Yehuda menyuruh Tamar kembali ke rumah ayahnya sebagai janda, dengan alasan menunggu Syela dewasa. Tetapi sebenarnya Yehuda takut Tamar 'membawa sial' seperti pada kedua kakaknya. Ini menunjukkan ketidakadilan dan kecurigaan Yehuda terhadap Tamar.
Latar belakang
Yehuda mengirim Tamar pulang ke ayahnya — dengan janji palsu
Yehuda meminta Tamar kembali ke rumah ayahnya sebagai janda, menunggu sampai Syela dewasa. Tapi narator langsung membongkar pikiran tersembunyi Yehuda: dia tidak benar-benar berniat memberi Syela kepada Tamar.
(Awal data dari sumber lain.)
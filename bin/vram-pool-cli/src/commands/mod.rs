// Copyright (c) 2025 Dimitris Kafetzis
//
// Licensed under the MIT License.
// See LICENSE file in the project root for full license information.
//
// SPDX-License-Identifier: MIT

//! Subcommand implementations and shared setup.

pub mod benchmark;
pub mod devices;
pub mod provision;

use block_pool::PoolConfig;
use std::path::Path;
use tracing_subscriber::{layer::SubscriberExt, util::SubscriberInitExt, EnvFilter};

/// Initialises the global subscriber. `RUST_LOG` wins over `-v`.
pub fn init_tracing(verbose: u8) {
    let level = match verbose {
        0 => "warn",
        1 => "info",
        2 => "debug",
        _ => "trace",
    };

    tracing_subscriber::registry()
        .with(EnvFilter::try_from_default_env().unwrap_or_else(|_| EnvFilter::new(level)))
        .with(tracing_subscriber::fmt::layer().with_target(false))
        .init();
}

/// Loads the pool configuration, falling back to defaults.
pub fn load_config(path: Option<&Path>) -> anyhow::Result<PoolConfig> {
    match path {
        Some(path) => {
            let config = PoolConfig::from_file(path)?;
            tracing::info!(path = %path.display(), "configuration loaded");
            Ok(config)
        }
        None => Ok(PoolConfig::default()),
    }
}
Dia takut Syela mati juga seperti kakak-kakaknya.
Di mana
Kanaan
Antara rumah Yehuda dan rumah ayah Tamar · janji yang ditangguhkan
Kapan
~1800 SM
Era Patriark
Yang berbicara
Musa
Nabi dan penulis Taurat, ~1400 SM
Kepada
Bangsa Israel
Umat Israel di padang gurun Sinai
Studi kata
Kata Kunci dalam Bahasa Asli
אַלְמָנָה
almanah · janda
Janda — perempuan yang ditinggal mati suaminya, status yang sangat rentan secara sosial dan ekonomi di dunia kuno
שְׁבִי
shebi · tinggallah
Duduklah atau tinggallah — perintah yang menempatkan Tamar dalam posisi pasif dan bergantung
פֶּן
pen · jangan sampai
Mungkin atau jangan sampai — mengungkap ketakutan Yehuda yang tersembunyi di balik alasan resminya
Yehuda berkata 'tinggal' tapi pikirannya 'jangan sampai Syela mati'. Teks memberi kita akses ke pikiran tersembunyi Yehuda yang kontras dengan kata-katanya — dia berbohong kepada menantunya sendiri.
Tahukah kamu
Status janda di dunia kuno sangat rentan
Janda tanpa anak di dunia kuno hampir tidak punya hak hukum atas warisan suaminya. 'Pakaian kejandaan' yang disebutkan di ayat 14 adalah pakaian khusus yang menandai status sosial yang terpinggirkan — bukan sekadar mode berkabung.
Ayat terkait
Ayat Lain yang Menggemakan Kejadian 38:11
Ulangan 10:18
TUHAN membela janda
“Ia memberikan keadilan bagi anak yatim dan janda, dan menunjukkan kasih sayang-Nya kepada orang asing.”
Rut 1:8
janda disuruh kembali ke keluarga
“Kembalilah masing-masing ke rumah ibumu.”
Yesaya 1:17
pembelaan hak janda
“Belajarlah berbuat baik; usahakanlah keadilan, kendalikanlah orang kejam, belalah hak anak-anak yatim, perjuangkanlah perkara para janda!”
Sering disalahpahami
Salah Kaprah tentang Kejadian 38:11
✕ Sering dikira
Yehuda bermaksud baik dengan menyuruh Tamar menunggu
✓ Yang sebenarnya
Narator langsung memberitahu pembaca bahwa Yehuda tidak sungguh-sungguh berniat menikahkan Syela dengan Tamar — ini janji palsu
✕ Sering dikira
Tamar patuh karena dia setuju
✓ Yang sebenarnya
Tamar tidak punya pilihan lain saat itu — dia adalah perempuan tanpa anak yang bergantung pada keluarga suaminya
Renungan
Renungan Singkat Kejadian 38:11
Terkadang rasa takut membuat kita bertindak tidak adil dan tidak menepati janji. Belajarlah untuk mempercayai pemeliharaan Tuhan daripada mengendalikan keadaan dengan cara yang tidak benar.
Tuhan, jauhkan aku dari tindakan yang tidak adil dan sikap curiga. Bantu aku untuk menepati janji dan berlaku adil. Amin.